Encina presents its process as a complement to rather than a replacement for mechanical recycling. The process can accept a wider swathe of resins and materials can pass through the process many times. Because the material is taken back to the monomer stage, the problem of degradation is ameliorated.
“I think of it as rewinding the chemical process; rewinding, reusing, and rewinding again,” said Sahandy.
Pennsylvania and Beyond
The announced Pennsylvania plant is currently in the permitting and planning stages, with a target of completion in 2024. When completed, it will have a capacity of 450,000 tons, an amount of plastic that could fill a football stadium. It’s a substantial number: the Association of Plastics Recyclers placed the total amount of plastic recycled throughout the entire US at 2.4 million tons in 2020.
But Encina has no intention of stopping there. They are looking at possible future sites in the US and internationally. Locations have not yet been determined, but Encina is looking to play a role in boosting recycling capacity in communities where it is lacking.

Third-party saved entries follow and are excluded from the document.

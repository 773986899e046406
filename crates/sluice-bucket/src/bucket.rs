use std::sync::{Mutex, MutexGuard, PoisonError};
use std::time::{Duration, Instant};

use crate::error::{LimitError, Result};

const NANOS_PER_SEC: f64 = 1e9;

/// Fraction of the fill interval accepted as a completed tick.
const MAX_DEVIATION: f64 = 0.05;

/// Token bucket that fills at a fixed rate up to a burst capacity.
///
/// The balance is only computed when a consumer asks for tokens, from the
/// number of fill intervals elapsed since `origin`. The balance may go
/// negative: a request is always granted and the caller is told how long to
/// wait until the debt is covered by elapsed time.
#[derive(Debug)]
pub struct TokenBucket {
    origin: Instant,
    state:  Mutex<State>,
}

#[derive(Debug)]
struct State {
    /// Nanoseconds per token.
    fill_interval: u64,
    /// Distance from a tick boundary still rounded up to a full tick.
    max_offset:    u64,
    capacity:      i64,
    last_tick:     i64,
    tokens:        i64,
    /// Elapsed nanoseconds at which the current fill interval took effect.
    epoch_elapsed: u128,
    /// Tick index reached when the current fill interval took effect.
    epoch_tick:    i64,
    /// Latest elapsed nanoseconds observed by `take`.
    last_elapsed:  u128,
}

impl TokenBucket {
    /// Create a bucket refilling at `rate` tokens per second, holding at most
    /// `capacity` tokens.
    ///
    /// The bucket starts empty at `now`, which is also the reference point all
    /// later instants are measured from.
    pub fn new(rate: f64, capacity: i64, now: Instant) -> Result<Self> {
        let fill_interval = interval_for(rate)?;
        check_capacity(capacity)?;

        Ok(Self {
            origin: now,
            state:  Mutex::new(State {
                fill_interval,
                max_offset: offset_for(fill_interval),
                capacity,
                last_tick: 0,
                tokens: 0,
                epoch_elapsed: 0,
                epoch_tick: 0,
                last_elapsed: 0,
            }),
        })
    }

    /// Replace the refill rate and the capacity.
    ///
    /// The current balance is kept. A lower capacity clamps it on the next
    /// [`take`](Self::take); a new rate only changes the pace of ticks after
    /// the latest instant the bucket has seen. No instant is passed here, so
    /// time between that instant and the update is credited at the new rate.
    pub fn update_limit(&self, rate: f64, capacity: i64) -> Result<()> {
        let fill_interval = interval_for(rate)?;
        check_capacity(capacity)?;

        let mut state = self.lock();
        if state.fill_interval != fill_interval {
            state.epoch_elapsed = state.last_elapsed;
            state.epoch_tick = state.last_tick;
            state.fill_interval = fill_interval;
            state.max_offset = offset_for(fill_interval);
        }
        state.capacity = capacity;

        tracing::debug!(rate, capacity, "token bucket limit updated");
        Ok(())
    }

    /// Debit `amount` tokens at `now` and return how long the caller must wait
    /// before the debit is covered.
    ///
    /// A non-positive `amount` is a no-op returning [`Duration::ZERO`].
    pub fn take(&self, now: Instant, amount: i64) -> Duration {
        if amount <= 0 {
            return Duration::ZERO;
        }

        let elapsed = self.elapsed_nanos(now);
        let mut state = self.lock();
        let remainder = state.advance(elapsed);
        state.tokens = state.tokens.saturating_sub(amount);

        if state.tokens >= 0 {
            tracing::trace!(amount, tokens = state.tokens, "tokens granted");
            return Duration::ZERO;
        }

        let debt = u128::from(state.tokens.unsigned_abs());
        let wait = debt * u128::from(state.fill_interval) - remainder;
        let wait = Duration::from_nanos(u64::try_from(wait).unwrap_or(u64::MAX));

        tracing::trace!(amount, tokens = state.tokens, ?wait, "tokens owed");
        wait
    }

    pub fn capacity(&self) -> i64 { self.lock().capacity }

    pub fn fill_interval(&self) -> Duration { Duration::from_nanos(self.lock().fill_interval) }

    /// Tokens per second, derived from the current fill interval.
    pub fn rate(&self) -> f64 { NANOS_PER_SEC / self.lock().fill_interval as f64 }

    /// Instant the bucket was created at.
    pub fn origin(&self) -> Instant { self.origin }

    fn elapsed_nanos(&self, now: Instant) -> u128 {
        match now.checked_duration_since(self.origin) {
            Some(elapsed) => elapsed.as_nanos(),
            None => {
                tracing::warn!(
                    behind = ?self.origin.duration_since(now),
                    "instant precedes token bucket origin"
                );
                0
            }
        }
    }

    fn lock(&self) -> MutexGuard<'_, State> {
        // Every mutation completes inside one critical section, so a poisoned
        // lock still guards a consistent state.
        self.state.lock().unwrap_or_else(PoisonError::into_inner)
    }
}

impl State {
    /// Credit the ticks elapsed since the last request and return the progress
    /// made towards the next tick.
    fn advance(&mut self, elapsed: u128) -> u128 {
        self.last_elapsed = self.last_elapsed.max(elapsed);

        let interval = u128::from(self.fill_interval);
        let since_epoch = elapsed.saturating_sub(self.epoch_elapsed);
        let mut ticks = since_epoch / interval;
        let mut remainder = since_epoch % interval;

        if interval - remainder <= u128::from(self.max_offset) {
            ticks += 1;
            remainder = 0;
        }

        let tick = i64::try_from(ticks)
            .unwrap_or(i64::MAX)
            .saturating_add(self.epoch_tick);
        let delta = tick - self.last_tick;
        if delta > 0 {
            self.tokens = self.tokens.saturating_add(delta);
            self.last_tick = tick;
        }
        if self.tokens > self.capacity {
            self.tokens = self.capacity;
        }

        remainder
    }
}

/// Check that `rate` and `capacity` describe a usable bucket.
pub fn check_limit(rate: f64, capacity: i64) -> Result<()> {
    interval_for(rate)?;
    check_capacity(capacity)
}

fn interval_for(rate: f64) -> Result<u64> {
    if !rate.is_finite() || rate <= 0.0 {
        return Err(LimitError::InvalidRate(rate));
    }
    let nanos = NANOS_PER_SEC / rate;
    if nanos < 1.0 {
        return Err(LimitError::RateTooHigh(rate));
    }
    // Float to integer casts saturate, so vanishingly small rates cap at u64::MAX.
    Ok(nanos as u64)
}

fn offset_for(fill_interval: u64) -> u64 { (fill_interval as f64 * MAX_DEVIATION) as u64 }

fn check_capacity(capacity: i64) -> Result<()> {
    if capacity <= 0 {
        return Err(LimitError::InvalidCapacity(capacity));
    }
    Ok(())
}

Catalytic pyrolysis falls under the increasingly large umbrella of “advanced recycling”, the regulation of which has been the topic of much legislative grappling in many state legislatures over the past few years. Some recycling programs have been criticized for using plastics to create fuel oil—potentially slowing the transition to a carbon-free energy system—or for simply using the plastic itself as a fuel.
Encina seems confident that regulation is becoming more refined as understanding of new technology improves and will accurately reflect what they actually do—which is not collection, incineration, or manufacturing of plastics. Unlike some of the processes in this broad category, Encina’s is aimed at providing feedstocks that are from plastics and for plastics. On September 21, American Styrenics announced an offtake agreement with Encina for the purchase of up to 250,000 tons annually. The company will incorporate Encina chemicals into its polystyrene products, in support of its goal of 30% recycled content by 2030.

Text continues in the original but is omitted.